6. Mme A C a été admise au bénéfice de l'aide juridictionnelle. Par suite, son avocate peut se prévaloir des dispositions de l'article 37 de la loi du 10 juillet 1991 et de l'article L. 761-1 du code de justice administrative. Il y a lieu, dans les circonstances de l'espèce, sous réserve que Me Jarno, avocate de Mme A C renonce à percevoir la somme correspondant à la part contributive de l'État au titre de l'aide juridictionnelle, de mettre à la charge de l'État le versement de la somme de 1 000 euros à Me Jarno.

D E C I D E :

Article 1er : L'arrêté du préfet des Bouches-du-Rhône du 8 octobre 2024 est annulé.

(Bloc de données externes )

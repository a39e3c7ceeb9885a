use std::fmt;

use stagecraft_common::{EntityId, NodeId};
use tracing::error;

/// A lifecycle transition recorded by the engine.
///
/// The log is append-only until drained; tooling and tests read it to see
/// what happened in which order.
#[derive(Debug, Clone, PartialEq, Eq)]
pub enum LifecycleEvent {
    Initialized,
    Instantiated { id: EntityId, node: NodeId },
    Started { id: EntityId },
    DestroyRequested { id: EntityId },
    Reaped { id: EntityId },
    PluginRegistered { key: &'static str },
    /// An Always plugin with the same key was already registered and has
    /// been disposed in favour of the new one.
    PluginReplaced { key: &'static str },
    /// A Once plugin ran at registration and was dropped.
    PluginRan { key: &'static str },
    PluginDisposed { key: &'static str },
    Disposed,
}

/// The hook a failure came from.
#[derive(Debug, Clone, Copy, PartialEq, Eq)]
pub enum Hook {
    Initialize,
    Start,
    Update,
    LateUpdate,
    Destroy,
}

impl fmt::Display for Hook {
    fn fmt(&self, f: &mut fmt::Formatter<'_>) -> fmt::Result {
        let name = match self {
            Self::Initialize => "initialize",
            Self::Start => "on_start",
            Self::Update => "update",
            Self::LateUpdate => "late_update",
            Self::Destroy => "on_destroy",
        };
        f.write_str(name)
    }
}

/// Who owned a failing hook.
#[derive(Debug, Clone, Copy, PartialEq, Eq)]
pub enum Subject {
    Entity(EntityId),
    Plugin(&'static str),
}

impl fmt::Display for Subject {
    fn fmt(&self, f: &mut fmt::Formatter<'_>) -> fmt::Result {
        match self {
            Self::Entity(id) => write!(f, "entity {id}"),
            Self::Plugin(key) => write!(f, "plugin {key}"),
        }
    }
}

/// A hook that returned an error during a tick.
#[derive(Debug, Clone, PartialEq, Eq)]
pub struct HookFailure {
    pub subject: Subject,
    pub hook: Hook,
    pub message: String,
}

/// What one tick did.
#[derive(Debug, Clone, Default, PartialEq)]
pub struct FrameReport {
    pub frame: u64,
    pub delta: f32,
    /// Entities whose `on_start` fired this tick.
    pub started: usize,
    /// Entities removed by the reap pass, nested ones included.
    pub reaped: Vec<EntityId>,
    /// Entities that received `on_update` this tick.
    pub updated: usize,
    pub failures: Vec<HookFailure>,
}

impl FrameReport {
    pub(crate) fn new(frame: u64, delta: f32) -> Self {
        Self {
            frame,
            delta,
            ..Self::default()
        }
    }

    pub(crate) fn record(&mut self, subject: Subject, hook: Hook, err: anyhow::Error) {
        error!(%subject, %hook, error = %err, "hook failed; continuing tick");
        self.failures.push(HookFailure {
            subject,
            hook,
            message: format!("{err:#}"),
        });
    }

    pub fn is_clean(&self) -> bool {
        self.failures.is_empty()
    }
}
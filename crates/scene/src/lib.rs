//! Scene graph and camera.
//!
//! # Invariants
//! - Every node except the root has exactly one parent while attached.
//! - Node ids are never reused within one scene.
//! - Children iterate in attachment order.

pub mod camera;
pub mod graph;

pub use camera::Camera;
pub use graph::{Node, Scene, SceneError};
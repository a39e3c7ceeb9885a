//! Demo scene: a spinning turntable with a bobbing beacon, and a spark that
//! burns out after half a second.

use glam::{Quat, Vec3};
use stagecraft_kernel::{
    Behaviour, Component, Entity, EntityCtx, EntityId, Execution, HookResult, Node, Plugin,
    PluginCtx, Transform,
};
use tracing::info;

/// Spin rate about local Y, applied by [`SpinSystem`].
pub struct Spin {
    owner: EntityId,
    pub radians_per_second: f32,
}

impl Spin {
    pub fn new(owner: EntityId, radians_per_second: f32) -> Self {
        Self {
            owner,
            radians_per_second,
        }
    }
}

impl Component for Spin {
    fn owner(&self) -> EntityId {
        self.owner
    }
}

/// Rotates every entity carrying a [`Spin`] component.
#[derive(Debug, Default)]
pub struct SpinSystem;

impl Plugin for SpinSystem {
    fn update(&mut self, ctx: &mut PluginCtx<'_>) -> HookResult {
        if ctx.paused {
            return Ok(());
        }
        let delta = ctx.delta;
        let spins: Vec<(EntityId, f32)> = ctx
            .engine
            .components_of_type::<Spin>()
            .map(|(id, spin)| (id, spin.radians_per_second))
            .collect();
        for (id, rate) in spins {
            if let Some(node) = ctx.engine.entity_node_mut(id) {
                let turn = Quat::from_rotation_y(rate * delta);
                node.transform.rotation = turn * node.transform.rotation;
            }
        }
        Ok(())
    }
}

/// Bobs its node up and down around where it started.
pub struct Bob {
    amplitude: f32,
    hertz: f32,
    phase: f32,
    base: Vec3,
}

impl Bob {
    pub fn new(amplitude: f32, hertz: f32) -> Self {
        Self {
            amplitude,
            hertz,
            phase: 0.0,
            base: Vec3::ZERO,
        }
    }
}

impl Behaviour for Bob {
    fn on_start(&mut self, ctx: &mut EntityCtx<'_>) -> HookResult {
        if let Some(node) = ctx.node() {
            self.base = node.transform.position;
        }
        Ok(())
    }

    fn on_update(&mut self, ctx: &mut EntityCtx<'_>) -> HookResult {
        if ctx.paused {
            return Ok(());
        }
        self.phase += ctx.delta * self.hertz * std::f32::consts::TAU;
        let y = self.amplitude * self.phase.sin();
        let base = self.base;
        if let Some(node) = ctx.node_mut() {
            node.transform.position = base + Vec3::Y * y;
        }
        Ok(())
    }
}

/// Destroys its entity after a fixed lifetime.
pub struct Fuse {
    remaining: f32,
}

impl Fuse {
    pub fn new(seconds: f32) -> Self {
        Self { remaining: seconds }
    }
}

impl Behaviour for Fuse {
    fn on_update(&mut self, ctx: &mut EntityCtx<'_>) -> HookResult {
        self.remaining -= ctx.delta;
        if self.remaining <= 0.0 {
            ctx.destroy_self();
        }
        Ok(())
    }

    fn on_destroy(&mut self, ctx: &mut EntityCtx<'_>) -> HookResult {
        info!(entity = %ctx.entity, "fuse burned out");
        Ok(())
    }
}

/// Builds the demo scene once, at registration.
#[derive(Debug, Default)]
pub struct DemoSetup;

impl Plugin for DemoSetup {
    fn execution(&self) -> Execution {
        Execution::Once
    }

    fn update(&mut self, ctx: &mut PluginCtx<'_>) -> HookResult {
        let turntable = Entity::new("turntable");
        let spin = Spin::new(turntable.id(), std::f32::consts::FRAC_PI_2);
        let turntable = turntable
            .add_component(spin)
            .with_node(Node::new("platter"))
            .with_child(
                Entity::new("beacon")
                    .with_transform(Transform::from_position(Vec3::new(0.0, 1.5, 0.0)))
                    .with_behaviour(Bob::new(0.25, 0.5)),
            );
        ctx.engine.instantiate(turntable, None)?;

        let spark = Entity::new("spark")
            .with_transform(Transform::from_position(Vec3::new(3.0, 0.5, 0.0)))
            .with_behaviour(Fuse::new(0.5));
        ctx.engine.instantiate(spark, None)?;
        Ok(())
    }
}
//! Rendering Adapter: renderer-agnostic interface.
//!
//! # Invariants
//! - A renderer reads the scene and camera; it never mutates either.
//! - A disposed renderer refuses to render.
//!
//! The kernel talks to backends only through [`Renderer`]. The headless
//! [`DebugTextRenderer`] is the default backend and is what tests and the
//! CLI drive.

mod renderer;

pub use renderer::{DebugTextRenderer, RenderError, Renderer, Surface};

Article 2 : Il est enjoint au préfet des Bouches-du-Rhône de délivrer à Mme A C un titre de séjour portant la mention " vie privée et familiale " dans le délai d'un mois à compter de la notification du présent jugement.

Article 3 : L'Etat versera à Me Jarno, avocate de M. A C, une somme de 1 000 euros en application des dispositions combinées de l'article 37 de la loi du 10 juillet 1991 et de l'article L. 761-1 du code de justice administrative, sous réserve de sa renonciation à percevoir la part contributive de l'Etat.

Article 4 : Le surplus de la requête est rejeté.

Article 5 : Le présent jugement sera notifié à Mme A C et au préfet des Bouches-du-Rhône.

Copie en sera adressée au ministre de l'intérieur et au procureur de la République près le tribunal judiciaire de Marseille.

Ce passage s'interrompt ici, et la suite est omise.